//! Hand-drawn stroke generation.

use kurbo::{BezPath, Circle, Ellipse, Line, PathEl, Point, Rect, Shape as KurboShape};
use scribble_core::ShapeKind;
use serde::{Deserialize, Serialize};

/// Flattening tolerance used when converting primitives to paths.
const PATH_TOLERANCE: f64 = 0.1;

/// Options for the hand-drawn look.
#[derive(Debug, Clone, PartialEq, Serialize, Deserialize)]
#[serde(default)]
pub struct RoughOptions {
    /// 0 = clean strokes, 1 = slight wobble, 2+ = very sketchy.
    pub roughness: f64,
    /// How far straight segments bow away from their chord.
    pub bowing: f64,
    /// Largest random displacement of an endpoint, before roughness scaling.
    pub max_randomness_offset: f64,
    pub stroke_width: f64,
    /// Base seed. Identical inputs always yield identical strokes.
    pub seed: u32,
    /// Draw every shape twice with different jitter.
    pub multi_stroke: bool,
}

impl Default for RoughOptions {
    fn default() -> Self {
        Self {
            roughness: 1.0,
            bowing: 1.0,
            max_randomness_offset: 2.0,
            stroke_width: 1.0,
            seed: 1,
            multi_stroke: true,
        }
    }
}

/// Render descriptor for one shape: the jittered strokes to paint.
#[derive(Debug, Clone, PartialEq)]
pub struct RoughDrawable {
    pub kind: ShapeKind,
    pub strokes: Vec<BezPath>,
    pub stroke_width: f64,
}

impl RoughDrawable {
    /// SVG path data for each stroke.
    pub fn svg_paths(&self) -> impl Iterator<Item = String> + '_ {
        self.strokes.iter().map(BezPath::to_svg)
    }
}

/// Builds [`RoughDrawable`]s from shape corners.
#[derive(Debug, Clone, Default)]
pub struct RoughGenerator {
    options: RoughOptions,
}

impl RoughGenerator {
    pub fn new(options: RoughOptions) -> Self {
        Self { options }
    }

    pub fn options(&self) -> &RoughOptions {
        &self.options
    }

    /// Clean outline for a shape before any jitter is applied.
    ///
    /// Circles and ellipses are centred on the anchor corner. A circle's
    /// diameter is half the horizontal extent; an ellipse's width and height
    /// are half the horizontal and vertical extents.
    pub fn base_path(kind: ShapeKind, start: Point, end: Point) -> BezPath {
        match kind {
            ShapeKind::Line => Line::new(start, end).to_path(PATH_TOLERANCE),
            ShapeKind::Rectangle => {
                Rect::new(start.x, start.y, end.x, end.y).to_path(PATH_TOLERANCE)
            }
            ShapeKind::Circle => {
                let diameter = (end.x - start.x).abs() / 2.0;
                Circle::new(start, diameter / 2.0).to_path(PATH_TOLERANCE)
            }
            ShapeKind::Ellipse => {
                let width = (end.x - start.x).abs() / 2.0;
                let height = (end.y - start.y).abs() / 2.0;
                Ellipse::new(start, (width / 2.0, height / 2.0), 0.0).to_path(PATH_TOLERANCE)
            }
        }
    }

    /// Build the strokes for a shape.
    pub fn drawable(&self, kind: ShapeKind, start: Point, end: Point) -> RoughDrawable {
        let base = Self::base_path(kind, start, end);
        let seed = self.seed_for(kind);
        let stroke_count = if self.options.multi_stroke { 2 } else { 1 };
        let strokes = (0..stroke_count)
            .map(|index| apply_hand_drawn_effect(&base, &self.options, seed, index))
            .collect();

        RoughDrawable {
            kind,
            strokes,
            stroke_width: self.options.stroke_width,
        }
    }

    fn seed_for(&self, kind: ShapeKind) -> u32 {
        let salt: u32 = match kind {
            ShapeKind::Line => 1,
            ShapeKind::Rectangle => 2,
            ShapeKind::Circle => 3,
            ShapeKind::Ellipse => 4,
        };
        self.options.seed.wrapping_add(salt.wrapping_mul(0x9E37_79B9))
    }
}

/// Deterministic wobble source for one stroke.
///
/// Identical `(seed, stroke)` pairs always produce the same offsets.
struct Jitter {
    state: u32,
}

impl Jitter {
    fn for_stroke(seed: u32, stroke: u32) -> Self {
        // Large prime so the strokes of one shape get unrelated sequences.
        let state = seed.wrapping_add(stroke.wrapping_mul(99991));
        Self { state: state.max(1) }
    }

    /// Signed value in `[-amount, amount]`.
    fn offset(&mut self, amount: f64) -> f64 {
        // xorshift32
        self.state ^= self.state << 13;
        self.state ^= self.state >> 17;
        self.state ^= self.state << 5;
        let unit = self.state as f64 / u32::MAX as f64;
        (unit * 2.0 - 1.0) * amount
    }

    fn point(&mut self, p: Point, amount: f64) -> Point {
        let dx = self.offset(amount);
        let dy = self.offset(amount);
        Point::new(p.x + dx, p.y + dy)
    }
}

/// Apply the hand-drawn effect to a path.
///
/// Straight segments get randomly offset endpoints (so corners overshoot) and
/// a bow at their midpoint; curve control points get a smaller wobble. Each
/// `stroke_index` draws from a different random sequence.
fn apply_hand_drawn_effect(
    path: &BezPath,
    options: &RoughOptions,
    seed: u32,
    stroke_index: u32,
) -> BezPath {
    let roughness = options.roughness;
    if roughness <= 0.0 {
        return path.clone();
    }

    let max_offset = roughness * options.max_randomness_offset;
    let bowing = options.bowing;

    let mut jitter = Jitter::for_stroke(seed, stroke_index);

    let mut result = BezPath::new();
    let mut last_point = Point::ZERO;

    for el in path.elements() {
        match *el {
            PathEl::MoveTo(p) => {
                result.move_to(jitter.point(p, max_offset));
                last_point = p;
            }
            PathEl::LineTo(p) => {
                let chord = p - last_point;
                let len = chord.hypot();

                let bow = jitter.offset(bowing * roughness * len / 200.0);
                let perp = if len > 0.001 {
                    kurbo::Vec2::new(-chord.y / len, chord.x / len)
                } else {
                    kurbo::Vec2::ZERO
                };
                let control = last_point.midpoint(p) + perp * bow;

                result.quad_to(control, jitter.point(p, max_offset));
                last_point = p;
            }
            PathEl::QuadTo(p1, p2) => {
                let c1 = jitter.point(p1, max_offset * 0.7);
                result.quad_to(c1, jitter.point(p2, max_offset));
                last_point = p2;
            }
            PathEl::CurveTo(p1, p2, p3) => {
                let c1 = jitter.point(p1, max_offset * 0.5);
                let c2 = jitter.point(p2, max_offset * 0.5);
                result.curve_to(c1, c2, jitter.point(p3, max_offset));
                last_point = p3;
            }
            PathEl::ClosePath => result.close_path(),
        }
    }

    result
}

--

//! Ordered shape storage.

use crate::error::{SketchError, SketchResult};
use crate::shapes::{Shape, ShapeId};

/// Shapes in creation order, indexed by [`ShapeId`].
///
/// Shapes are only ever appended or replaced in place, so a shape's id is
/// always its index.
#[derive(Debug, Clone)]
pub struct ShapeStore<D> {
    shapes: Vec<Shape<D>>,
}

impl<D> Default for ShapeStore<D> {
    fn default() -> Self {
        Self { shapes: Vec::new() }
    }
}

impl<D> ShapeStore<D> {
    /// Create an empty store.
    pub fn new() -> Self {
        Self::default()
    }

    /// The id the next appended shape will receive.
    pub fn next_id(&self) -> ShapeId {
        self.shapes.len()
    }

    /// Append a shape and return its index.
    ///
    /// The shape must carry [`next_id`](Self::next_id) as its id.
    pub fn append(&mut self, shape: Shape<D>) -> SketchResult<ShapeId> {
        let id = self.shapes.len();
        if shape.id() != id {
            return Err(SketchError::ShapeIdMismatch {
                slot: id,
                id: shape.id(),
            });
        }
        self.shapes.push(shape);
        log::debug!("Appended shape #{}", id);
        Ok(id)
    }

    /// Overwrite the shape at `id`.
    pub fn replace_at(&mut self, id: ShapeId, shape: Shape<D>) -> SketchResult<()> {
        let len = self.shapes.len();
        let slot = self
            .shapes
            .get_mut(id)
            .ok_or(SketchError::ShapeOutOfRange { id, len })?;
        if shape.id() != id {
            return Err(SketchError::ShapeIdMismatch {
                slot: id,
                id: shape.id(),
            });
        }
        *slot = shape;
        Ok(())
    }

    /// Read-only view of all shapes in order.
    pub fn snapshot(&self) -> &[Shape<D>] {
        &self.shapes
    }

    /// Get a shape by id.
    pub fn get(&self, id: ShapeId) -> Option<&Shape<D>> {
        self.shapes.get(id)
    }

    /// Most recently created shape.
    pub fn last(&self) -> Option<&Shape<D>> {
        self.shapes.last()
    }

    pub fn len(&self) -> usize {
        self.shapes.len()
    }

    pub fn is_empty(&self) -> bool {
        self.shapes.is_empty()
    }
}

--

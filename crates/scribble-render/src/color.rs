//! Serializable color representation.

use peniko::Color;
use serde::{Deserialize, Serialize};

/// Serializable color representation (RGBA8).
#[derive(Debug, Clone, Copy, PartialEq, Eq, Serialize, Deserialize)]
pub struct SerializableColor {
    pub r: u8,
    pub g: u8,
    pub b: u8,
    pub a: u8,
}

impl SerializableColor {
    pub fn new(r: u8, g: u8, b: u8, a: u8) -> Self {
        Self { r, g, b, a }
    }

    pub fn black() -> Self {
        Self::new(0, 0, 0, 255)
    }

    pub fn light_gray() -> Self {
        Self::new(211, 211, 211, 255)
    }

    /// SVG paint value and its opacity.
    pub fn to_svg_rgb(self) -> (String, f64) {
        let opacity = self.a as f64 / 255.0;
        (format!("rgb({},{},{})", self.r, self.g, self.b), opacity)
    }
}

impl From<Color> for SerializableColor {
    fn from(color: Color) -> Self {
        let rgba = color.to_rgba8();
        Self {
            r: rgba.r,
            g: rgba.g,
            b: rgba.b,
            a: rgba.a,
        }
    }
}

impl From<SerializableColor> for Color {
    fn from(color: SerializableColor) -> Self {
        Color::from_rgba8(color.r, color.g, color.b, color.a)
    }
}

▶ **Task brief**:
Return all lines of the data in which the string "segments" appears.

▶ **Result of this task**:
    /// How far straight segments bow away from their chord.
/// Straight segments get randomly offset endpoints (so corners overshoot) and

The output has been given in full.